EXERCISE DESCRIPTION
The result should be every line in the data below that carries the string "mileage".

Data excerpts:
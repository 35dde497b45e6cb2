use chrono::{DateTime, Utc};
use serde::{Deserialize, Deserializer, Serialize};

pub type SiteId = u32;
pub type VehicleId = u32;
pub type RouteId = u64;

#[derive(Serialize, Deserialize, Copy, Clone, Debug, Eq, PartialEq)]
pub enum VehicleStatus {
    OnRoute,
    AtDepot,
    Charging,
    Unknown,
}

#[derive(Serialize, Deserialize, Clone, Debug, PartialEq)]
pub struct Vehicle {
    pub id: VehicleId,
    pub site: SiteId,
    pub active: bool,
    pub out_of_service: bool,
    /// Maintained from site configuration, not telematics.
    pub enabled: bool,
    pub battery_capacity_kwh: f64,
    pub efficiency_kwh_per_mile: f64,
    pub ac_charge_rate_kw: f64,
    pub dc_charge_rate_kw: f64,
    #[serde(default)]
    pub charger_id: Option<String>,
}

impl Vehicle {
    pub fn is_schedulable(&self) -> bool {
        self.active && !self.out_of_service && self.enabled
    }

    pub fn soc_energy_kwh(&self, soc_percent: f64) -> f64 {
        self.battery_capacity_kwh * soc_percent / 100.0
    }

    /// Rejects records the optimizer cannot work with.
    pub fn check(&self) -> Result<(), String> {
        if self.battery_capacity_kwh <= 0.0 {
            return Err(format!("vehicle {} has non-positive battery capacity", self.id));
        }
        if self.efficiency_kwh_per_mile <= 0.0 {
            return Err(format!("vehicle {} has non-positive efficiency", self.id));
        }
        if self.ac_charge_rate_kw < 0.0 || self.dc_charge_rate_kw < 0.0 {
            return Err(format!("vehicle {} has negative charge rate", self.id));
        }
        Ok(())
    }
}

/// Latest telemetry snapshot for one vehicle.
#[derive(Serialize, Deserialize, Clone, Debug, PartialEq)]
pub struct VehicleState {
    pub vehicle_id: VehicleId,
    pub status: VehicleStatus,
    pub estimated_soc_percent: f64,
    #[serde(default)]
    pub return_eta: Option<DateTime<Utc>>,
    #[serde(default)]
    pub return_soc_percent: Option<f64>,
    #[serde(default)]
    pub current_route_id: Option<RouteId>,
}

impl VehicleState {
    pub fn unknown(vehicle_id: VehicleId) -> Self {
        Self {
            vehicle_id,
            status: VehicleStatus::Unknown,
            estimated_soc_percent: 0.0,
            return_eta: None,
            return_soc_percent: None,
            current_route_id: None,
        }
    }
}

#[derive(Serialize, Deserialize, Copy, Clone, Debug, Eq, PartialEq)]
pub enum RouteStatus {
    New,
    Active,
    Complete,
    Cancelled,
    Error,
    Unfeasible,
}

#[derive(Serialize, Deserialize, Clone, Debug, PartialEq)]
pub struct Route {
    pub id: RouteId,
    pub site: SiteId,
    pub plan_start: DateTime<Utc>,
    pub plan_end: DateTime<Utc>,
    pub mileage: f64,
    pub n_orders: u32,
    pub status: RouteStatus,
    /// Upstream systems use several sentinels for "no pre-assignment"
    /// (0, -1, "X", null); they all canonicalize to `None` on ingestion.
    #[serde(default, deserialize_with = "de_preassignment")]
    pub preassigned_vehicle: Option<VehicleId>,
}

impl Route {
    pub fn energy_required_kwh(&self, vehicle: &Vehicle) -> f64 {
        self.mileage * vehicle.efficiency_kwh_per_mile
    }

    pub fn overlaps(&self, other: &Route) -> bool {
        self.plan_start < other.plan_end && other.plan_start < self.plan_end
    }

    pub fn check(&self) -> Result<(), String> {
        if self.plan_end <= self.plan_start {
            return Err(format!("route {} has plan_end <= plan_start", self.id));
        }
        if self.mileage < 0.0 {
            return Err(format!("route {} has negative mileage", self.id));
        }
        Ok(())
    }
}

/// One executed or planned route on a vehicle's timeline, with the energy
/// it consumes for that vehicle.
#[derive(Clone, Debug, PartialEq)]
pub struct RouteLeg {
    pub route_id: RouteId,
    pub start: DateTime<Utc>,
    pub end: DateTime<Utc>,
    pub energy_kwh: f64,
}

fn de_preassignment<'de, D>(deserializer: D) -> Result<Option<VehicleId>, D::Error>
where
    D: Deserializer<'de>,
{
    let raw = Option::<serde_json::Value>::deserialize(deserializer)?;
    Ok(canonical_preassignment(raw.as_ref()))
}

pub fn canonical_preassignment(raw: Option<&serde_json::Value>) -> Option<VehicleId> {
    use serde_json::Value;
    match raw {
        None | Some(Value::Null) => None,
        Some(Value::Number(n)) => match n.as_i64() {
            Some(id) if id > 0 => Some(id as VehicleId),
            _ => None,
        },
        Some(Value::String(s)) => {
            let s = s.trim();
            if s.is_empty() || s.eq_ignore_ascii_case("x") {
                None
            } else {
                s.parse::<i64>()
                    .ok()
                    .filter(|id| *id > 0)
                    .map(|id| id as VehicleId)
            }
        }
        Some(_) => None,
    }
}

RESPONSE AREA
    pub mileage: f64,
        self.mileage * vehicle.efficiency_kwh_per_mile
        if self.mileage < 0.0 {
            return Err(format!("route {} has negative mileage", self.id));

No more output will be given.